Figure 3. The ground state energy and first-excited state energy vary with the magnetic field |
Figure 4. Changes of energy levels with the restricted intensity in the horizontal and horizontal directions of the quantum rod |
In order to better explore the influence of specific factors on the polaron energy level, the relevant parameters were limited to the following: α = 0.5, d = 0.5, x = 0.5, Q = 3, B0 = 50 T, $e^{\prime} =0.9$, r = 1 nm of the nanorod. The calculations revealed the relationship between the polaron energy level and the change of the horizontal and horizontal constrained intensity, indicating that the constrained intensity limits the polaron energy level and determines the level size. The trends are similar, but the magnetic field is still present.
In addition, the quantum rod’s polaron energy level varies with the magnetic field’s cyclotron frequency and polaron radius. When the parameters related to the nanorod are defined as α = 0.5, d = 0.5, x = 0.5, Q = 3, ωρ = 3 × 1013 Hz,ωz = 3 × 1013 Hz, B0 = 50 T and magnetic field, the cyclotron frequency of the magnetic field will cause the ground state energy level and the excited state energy level of the polaron to decrease first and then increase. Firstly, the magnetic field can limit the movement of electrons, which prompted in limited within the scope of electronics is hampered by more phonon, electron and phonon formation by the energy of the polaron, and increase the frequency of the magnetic field, the electron kinetic energy increases, lead to electronic kinetic energy increases, electronic overcome phonon energy cloud movement increases, eventually led to the increased level of polaron. It can be seen from figure 5 that the magnetic field environment of the three vector potentials has different influences on the polaron energy level.

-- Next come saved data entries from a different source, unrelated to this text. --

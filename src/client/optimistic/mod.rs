//! Optimistic local state
//!
//! The client applies its own mutations immediately and reconciles with the
//! backend afterwards. This module holds the ordered entity store and the
//! table of actions in flight.

pub mod action_lock;
pub mod list_store;

pub use action_lock::ActionLockTable;
pub use list_store::{OptimisticListStore, StoreError};

use crate::shared::event::HasId;
use crate::shared::shopping::EntityId;
use serde::de::DeserializeOwned;
use serde::Serialize;
use serde_json::{Map, Value};

/// Anything an [`OptimisticListStore`] can hold
pub trait Entity: HasId + Clone + Serialize + DeserializeOwned + Send + Sync + 'static {}

impl<T> Entity for T where T: HasId + Clone + Serialize + DeserializeOwned + Send + Sync + 'static {}

/// Partial entity: an id plus any subset of fields.
///
/// Applied with shallow merge semantics; each supplied top-level field
/// replaces the stored one, nested objects included.
#[derive(Debug, Clone, PartialEq)]
pub struct EntityPatch {
    id: EntityId,
    fields: Map<String, Value>,
}

impl EntityPatch {
    pub fn new(id: EntityId) -> Self {
        Self {
            id,
            fields: Map::new(),
        }
    }

    /// Set one field
    pub fn set(mut self, field: impl Into<String>, value: impl Into<Value>) -> Self {
        self.fields.insert(field.into(), value.into());
        self
    }

    /// Set `field` only when `value` is present
    pub fn set_some<V: Into<Value>>(self, field: &str, value: Option<V>) -> Self {
        match value {
            Some(value) => self.set(field, value),
            None => self,
        }
    }

    /// Every field of a complete entity
    pub fn from_entity<T: Serialize + HasId>(entity: &T) -> Result<Self, StoreError> {
        let value = serde_json::to_value(entity)
            .map_err(|e| StoreError::InvalidEntity(e.to_string()))?;
        Self::from_value(value)
    }

    /// JSON object with an integer `id` field
    pub fn from_value(value: Value) -> Result<Self, StoreError> {
        let Value::Object(mut fields) = value else {
            return Err(StoreError::InvalidEntity(
                "entity is not a JSON object".to_string(),
            ));
        };
        let id = fields
            .remove("id")
            .and_then(|id| id.as_i64())
            .ok_or_else(|| StoreError::InvalidEntity("entity has no integer id".to_string()))?;
        Ok(Self { id, fields })
    }

    pub fn id(&self) -> EntityId {
        self.id
    }

    pub fn is_empty(&self) -> bool {
        self.fields.is_empty()
    }

    pub fn field(&self, name: &str) -> Option<&Value> {
        self.fields.get(name)
    }

    /// Lay the patch over `base` (or over nothing) and decode the result
    pub fn merge_into<T: Entity>(self, base: Option<&T>) -> Result<T, StoreError> {
        let mut merged = match base {
            Some(base) => match serde_json::to_value(base) {
                Ok(Value::Object(map)) => map,
                Ok(_) => {
                    return Err(StoreError::InvalidEntity(
                        "stored entity is not a JSON object".to_string(),
                    ))
                }
                Err(e) => return Err(StoreError::InvalidEntity(e.to_string())),
            },
            None => Map::new(),
        };
        merged.extend(self.fields);
        merged.insert("id".to_string(), Value::from(self.id));
        serde_json::from_value(Value::Object(merged))
            .map_err(|e| StoreError::InvalidEntity(e.to_string()))
    }
}
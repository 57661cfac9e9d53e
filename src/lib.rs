//! Basket Sync - Main Library
//!
//! Client-side state for a shared shopping list application. Lists and their
//! items live on a remote backend that exposes stored procedures and pushes
//! row-level change notifications; this library keeps a local mirror of that
//! state that reacts instantly to the user and stays consistent with every
//! other client.
//!
//! # Overview
//!
//! - Optimistic mutations: applied locally at once, confirmed or rolled back
//!   when the backend answers
//! - Realtime reconciliation: changes from other clients are folded in,
//!   echoes of in-flight local actions are suppressed
//! - Reactive snapshots: every change to a list publishes a new snapshot on a
//!   `tokio::sync::watch` channel
//!
//! # Module Structure
//!
//! - **`shared`** - Platform-agnostic value types
//!   - Shopping DTOs and RPC parameters
//!   - Change notifications and their classifier
//!   - Error kinds and configuration
//!
//! - **`client`** - Async client machinery
//!   - RPC transport and the remote facade (`http` feature)
//!   - Realtime subscriptions
//!   - Optimistic store, action lock table and reconcilers
//!
//! # Feature Flags
//!
//! - **`http`** (default) - `reqwest`-based RPC transport and the
//!   `basket-watch` binary
//!
//! # Concurrency
//!
//! Reconcilers are shared as `Arc`s and may be driven from any task. Store
//! and lock table are guarded by one short-lived mutex that is never held
//! across an `.await`; ordering between a local mutation and a realtime
//! notification for the same entity is decided by the action lock table.
//!
//! # Error Handling
//!
//! - `NetworkError` - closed set of backend failure kinds
//! - `SharedError` - validation and serialization failures of value types
//! - `SyncError` - everything a reconciler operation can return

/// Shared types and data structures
pub mod shared;

/// Client-side transport, realtime and reconciliation
pub mod client;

Figure 5. Variation of cyclotron frequency and polaron radius between energy level and magnetic field |
4. Conclusion
Through numerical calculation, the parameters related to the initial magnetic field and the vector potential of the magnetic field were found. The parameters of the quantum rod itself could adjust the polaron energy level, confirming the existence of tunable polarons in quantum rods. Therefore, in practice, the polaron state can be controlled by adjusting the magnetic field and the parameters of the quantum rod, providing a theoretical idea for the design of low-dimensional semiconductor devices with good photoelectric performance.